TASK TO COMPLETE: For the records below, output each line exactly as it appears, from the first through the line with "fn from_connection(conn: Connection)".

INPUT MATERIAL:
// Async handle over the SQLite entity store
//
// The connection lives behind a std Mutex. Every call hops onto the blocking
// pool and takes the lock there, so no lock is ever held across an await.

use rusqlite::Connection;
use std::path::Path;
use std::sync::{Arc, Mutex};

use crate::character::{Character, CharacterId, Gender};
use crate::db::{self, Event, GroupColumn};
use crate::error::{RankingError, RankingResult};
use crate::leaderboard::TopFilter;
use crate::moderation::ReportOutcome;
use crate::voting::VoteApplication;

#[derive(Clone)]
pub struct Store {
    db: Arc<Mutex<Connection>>,
}

impl Store {
    pub fn open(path: &Path) -> RankingResult<Self> {
        let conn = Connection::open(path)?;
        Self::from_connection(conn)
    }

    pub fn open_in_memory() -> RankingResult<Self> {
        Self::from_connection(Connection::open_in_memory()?)
    }

    fn from_connection(conn: Connection) -> RankingResult<Self> {
        db::setup_database(&conn)?;
        Ok(Self {
            db: Arc::new(Mutex::new(conn)),
        })
    }

    async fn run<T, F>(&self, f: F) -> RankingResult<T>
    where
        F: FnOnce(&mut Connection) -> rusqlite::Result<T> + Send + 'static,
        T: Send + 'static,
    {
        let db = Arc::clone(&self.db);

        tokio::task::spawn_blocking(move || {
            let mut conn = db
                .lock()
                .map_err(|_| RankingError::Store("connection lock poisoned".to_string()))?;
            f(&mut *conn).map_err(RankingError::from)
        })
        .await
        .map_err(|e| RankingError::Store(format!("store task failed: {}", e)))?
    }

    pub async fn get(&self, character_id: CharacterId) -> RankingResult<Option<Character>> {
        self.run(move |conn| db::get_character(conn, character_id)).await
    }

    pub async fn find_by_name(&self, name: &str) -> RankingResult<Option<Character>> {
        let name = name.to_string();
        self.run(move |conn| db::find_character_by_name(conn, &name)).await
    }

    pub async fn count(&self) -> RankingResult<i64> {
        self.run(|conn| db::count_characters(conn)).await
    }

    /// Returns false when the id is already present
    pub async fn insert(&self, character: Character) -> RankingResult<bool> {
        self.run(move |conn| db::insert_character(conn, &character)).await
    }

    pub async fn sample_eligible(
        &self,
        gender: Gender,
        pivot: f64,
        limit: usize,
    ) -> RankingResult<Vec<Character>> {
        self.run(move |conn| db::sample_eligible(conn, gender, pivot, limit)).await
    }

    pub async fn reset_epoch(&self) -> RankingResult<usize> {
        self.run(|conn| db::reset_epoch(conn)).await
    }

    pub async fn apply_vote(
        &self,
        winner: CharacterId,
        loser: CharacterId,
        winner_key: f64,
        loser_key: f64,
    ) -> RankingResult<VoteApplication> {
        self.run(move |conn| db::apply_vote(conn, winner, loser, winner_key, loser_key))
            .await
    }

    pub async fn record_report(
        &self,
        character_id: CharacterId,
        threshold: u32,
    ) -> RankingResult<Option<ReportOutcome>> {
        self.run(move |conn| db::record_report(conn, character_id, threshold))
            .await
    }

    pub async fn by_losses(&self, limit: usize) -> RankingResult<Vec<Character>> {
        self.run(move |conn| db::characters_by_losses(conn, limit)).await
    }

    pub async fn by_wins(&self, filter: TopFilter, limit: usize) -> RankingResult<Vec<Character>> {
        self.run(move |conn| db::characters_by_wins(conn, &filter, limit)).await
    }

    pub async fn count_grouped_by(&self, column: GroupColumn) -> RankingResult<Vec<(String, i64)>> {
        self.run(move |conn| db::count_grouped_by(conn, column)).await
    }

    pub async fn total_votes(&self) -> RankingResult<i64> {
        self.run(|conn| db::total_votes(conn)).await
    }

    pub async fn history(&self, character_id: CharacterId) -> RankingResult<Vec<Event>> {
        self.run(move |conn| db::get_events_for_character(conn, character_id))
            .await
    }
}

WRITTEN RESPONSE:
// Async handle over the SQLite entity store
//
// The connection lives behind a std Mutex. Every call hops onto the blocking
// pool and takes the lock there, so no lock is ever held across an await.

use rusqlite::Connection;
use std::path::Path;
use std::sync::{Arc, Mutex};

use crate::character::{Character, CharacterId, Gender};
use crate::db::{self, Event, GroupColumn};
use crate::error::{RankingError, RankingResult};
use crate::leaderboard::TopFilter;
use crate::moderation::ReportOutcome;
use crate::voting::VoteApplication;

#[derive(Clone)]
pub struct Store {
    db: Arc<Mutex<Connection>>,
}

impl Store {
    pub fn open(path: &Path) -> RankingResult<Self> {
        let conn = Connection::open(path)?;
        Self::from_connection(conn)
    }

    pub fn open_in_memory() -> RankingResult<Self> {
        Self::from_connection(Connection::open_in_memory()?)
    }

    fn from_connection(conn: Connection) -> RankingResult<Self> {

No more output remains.